Pérez-Angel and her team analyzed bacterial fats preserved in the core to reconstruct a temperature record from the Pliocene to the Pleistocene, or Ice Age. Their findings revealed that the tropical Andes were about 3.7 °C warmer than today, while the tropical sea surface was only 1.9 °C warmer. This indicates that land temperatures in the tropics changed from about 1.6 to nearly 2.0 times more than the tropical ocean.
Feedback Loop and Modern Implications
According to Pérez-Angel, now a senior research associate at Brown University, the Pacific Ocean experienced nearly permanent El Niño conditions during the late Pliocene, which further heated the tropical Andes.
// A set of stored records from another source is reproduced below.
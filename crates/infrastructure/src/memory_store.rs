//! 内存作业存储实现
//!
//! 嵌入式部署和测试使用。作业表与去重表共用一把锁，
//! 查重插入因此天然是原子操作。

use std::collections::HashMap;

use async_trait::async_trait;
use chrono::{DateTime, Utc};
use tokio::sync::Mutex;
use tracing::debug;

use conveyor_core::{
    errors::{ConveyorError, ConveyorResult},
    idempotency::IdempotencyRecord,
    models::{Job, JobStatus},
    traits::{JobStore, TransitionFields},
};

#[derive(Debug, Default)]
struct StoreState {
    jobs: HashMap<String, Job>,
    /// hash -> 去重记录
    idempotency: HashMap<String, IdempotencyRecord>,
}

#[derive(Debug, Default)]
pub struct InMemoryJobStore {
    state: Mutex<StoreState>,
}

impl InMemoryJobStore {
    pub fn new() -> Self {
        Self::default()
    }

    /// 测试辅助：当前存储的作业数量
    pub async fn job_count(&self) -> usize {
        self.state.lock().await.jobs.len()
    }
}

#[async_trait]
impl JobStore for InMemoryJobStore {
    async fn create_job(&self, job: &Job) -> ConveyorResult<()> {
        let mut state = self.state.lock().await;
        if state.jobs.contains_key(&job.id) {
            return Err(ConveyorError::Internal(format!(
                "作业 {} 已存在",
                job.id
            )));
        }
        state.jobs.insert(job.id.clone(), job.clone());
        debug!("Created job {} ({})", job.id, job.command_type);
        Ok(())
    }

    async fn get_job(&self, job_id: &str) -> ConveyorResult<Job> {
        let state = self.state.lock().await;
        state
            .jobs
            .get(job_id)
            .cloned()
            .ok_or_else(|| ConveyorError::job_not_found(job_id))
    }

    async fn transition(
        &self,
        job_id: &str,
        new_status: JobStatus,
        fields: TransitionFields,
    ) -> ConveyorResult<Job> {
        let mut state = self.state.lock().await;
        let job = state
            .jobs
            .get_mut(job_id)
            .ok_or_else(|| ConveyorError::job_not_found(job_id))?;

        job.transition_to(new_status)?;
        if let Some(attempt) = fields.attempt {
            job.attempts = attempt;
        }
        if let Some(last_error) = fields.last_error {
            job.last_error = Some(last_error);
        }
        if let Some(result) = fields.result {
            job.result = Some(result);
        }
        Ok(job.clone())
    }

    async fn check_and_insert_idempotency(
        &self,
        record: &IdempotencyRecord,
        window: chrono::Duration,
    ) -> ConveyorResult<()> {
        let mut state = self.state.lock().await;
        let now = Utc::now();
        if let Some(existing) = state.idempotency.get(&record.hash) {
            if existing.is_within_window(window, now) {
                return Err(ConveyorError::Duplicate {
                    hash: existing.hash.clone(),
                    job_id: existing.job_id.clone(),
                });
            }
            // 窗口外的陈旧记录：被新的触发覆盖
        }
        state
            .idempotency
            .insert(record.hash.clone(), record.clone());
        Ok(())
    }

    async fn purge_idempotency_older_than(&self, cutoff: DateTime<Utc>) -> ConveyorResult<u64> {
        let mut state = self.state.lock().await;
        let before = state.idempotency.len();
        state.idempotency.retain(|_, r| r.created_at >= cutoff);
        Ok((before - state.idempotency.len()) as u64)
    }
}

#[cfg(test)]
mod tests {
    use super::*;
    use serde_json::json;

    fn sample_job() -> Job {
        Job::new("Noop".to_string(), json!({}), None, 3)
    }

    #[tokio::test]
    async fn test_create_and_get() {
        let store = InMemoryJobStore::new();
        let job = sample_job();
        store.create_job(&job).await.unwrap();

        let loaded = store.get_job(&job.id).await.unwrap();
        assert_eq!(loaded.id, job.id);
        assert_eq!(loaded.status, JobStatus::Pending);
    }

    #[tokio::test]
    async fn test_get_missing_job() {
        let store = InMemoryJobStore::new();
        let err = store.get_job("nope").await.unwrap_err();
        assert!(matches!(err, ConveyorError::JobNotFound { .. }));
    }

    #[tokio::test]
    async fn test_transition_updates_fields() {
        let store = InMemoryJobStore::new();
        let job = sample_job();
        store.create_job(&job).await.unwrap();

        let updated = store
            .transition(
                &job.id,
                JobStatus::Running,
                TransitionFields {
                    attempt: Some(1),
                    ..Default::default()
                },
            )
            .await
            .unwrap();
        assert_eq!(updated.status, JobStatus::Running);
        assert_eq!(updated.attempts, 1);
        assert!(updated.started_at.is_some());

        let completed = store
            .transition(
                &job.id,
                JobStatus::Completed,
                TransitionFields {
                    result: Some(json!({"ok": true})),
                    ..Default::default()
                },
            )
            .await
            .unwrap();
        assert_eq!(completed.result, Some(json!({"ok": true})));
        assert!(completed.completed_at.is_some());
    }

    #[tokio::test]
    async fn test_invalid_transition_rejected() {
        let store = InMemoryJobStore::new();
        let job = sample_job();
        store.create_job(&job).await.unwrap();

        let err = store
            .transition(&job.id, JobStatus::Completed, TransitionFields::default())
            .await
            .unwrap_err();
        assert!(matches!(err, ConveyorError::InvalidTransition { .. }));
    }

    #[tokio::test]
    async fn test_terminal_job_rejects_writes() {
        let store = InMemoryJobStore::new();
        let job = sample_job();
        store.create_job(&job).await.unwrap();
        store
            .transition(&job.id, JobStatus::Running, TransitionFields::default())
            .await
            .unwrap();
        store
            .transition(&job.id, JobStatus::Failed, TransitionFields::default())
            .await
            .unwrap();

        let err = store
            .transition(&job.id, JobStatus::Pending, TransitionFields::default())
            .await
            .unwrap_err();
        assert!(matches!(err, ConveyorError::InvalidTransition { .. }));
    }

    #[tokio::test]
    async fn test_idempotency_duplicate_within_window() {
        let store = InMemoryJobStore::new();
        let window = chrono::Duration::hours(24);
        let record = IdempotencyRecord::new("h1".to_string(), "j1".to_string());
        store
            .check_and_insert_idempotency(&record, window)
            .await
            .unwrap();

        let dup = IdempotencyRecord::new("h1".to_string(), "j2".to_string());
        let err = store
            .check_and_insert_idempotency(&dup, window)
            .await
            .unwrap_err();
        match err {
            ConveyorError::Duplicate { job_id, .. } => assert_eq!(job_id, "j1"),
            other => panic!("unexpected error: {other}"),
        }
    }

    #[tokio::test]
    async fn test_expired_record_is_replaced() {
        let store = InMemoryJobStore::new();
        let window = chrono::Duration::hours(24);
        let mut stale = IdempotencyRecord::new("h1".to_string(), "j1".to_string());
        stale.created_at = Utc::now() - chrono::Duration::hours(48);
        store
            .check_and_insert_idempotency(&stale, window)
            .await
            .unwrap();

        let fresh = IdempotencyRecord::new("h1".to_string(), "j2".to_string());
        store
            .check_and_insert_idempotency(&fresh, window)
            .await
            .unwrap();
    }

    #[tokio::test]
    async fn test_purge_old_records() {
        let store = InMemoryJobStore::new();
        let window = chrono::Duration::hours(24);
        let mut old = IdempotencyRecord::new("old".to_string(), "j1".to_string());
        old.created_at = Utc::now() - chrono::Duration::hours(48);
        store
            .check_and_insert_idempotency(&old, window)
            .await
            .unwrap();
        let fresh = IdempotencyRecord::new("fresh".to_string(), "j2".to_string());
        store
            .check_and_insert_idempotency(&fresh, window)
            .await
            .unwrap();

        let purged = store
            .purge_idempotency_older_than(Utc::now() - chrono::Duration::hours(24))
            .await
            .unwrap();
        assert_eq!(purged, 1);
    }
}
Modern El Niño events already cause significant warming and drought in the northern Andes, and the research team warns that climate change could increase the frequency of such events.
“If you compare the temperature records for the past couple of decades with what climate models predicted a few decades ago, you see that all the real-world data is at the uppermost end of those predictions,” said Julio Sepúlveda, senior author and associate professor in the Department of Geological Science. “This is partly because there are so many feedback mechanisms in nature, and crossing certain thresholds could trigger a series of cascading events that amplify changes.”
Overlooked Tropical Regions
Pérez-Angel pointed out that tropical regions often receive less attention in climate science, partly because leading research institutions are located in higher latitude areas like North America and Europe. Additionally, while the tropics are not warming as rapidly as colder regions, such as Greenland or Antarctica, any temperature increase in already hot areas could exceed the limits of human and wildlife tolerance.
“When we model climate change, we tend to focus on how temperatures are going to change globally. But people experience climate change at the regional level,” Pérez-Angel explained. With limited resources in many tropical communities, understanding future climate scenarios is crucial for building resilience.
The study underscores the need for more regional climate research to better prepare and adapt to the potential impacts of climate change, particularly in vulnerable tropical areas.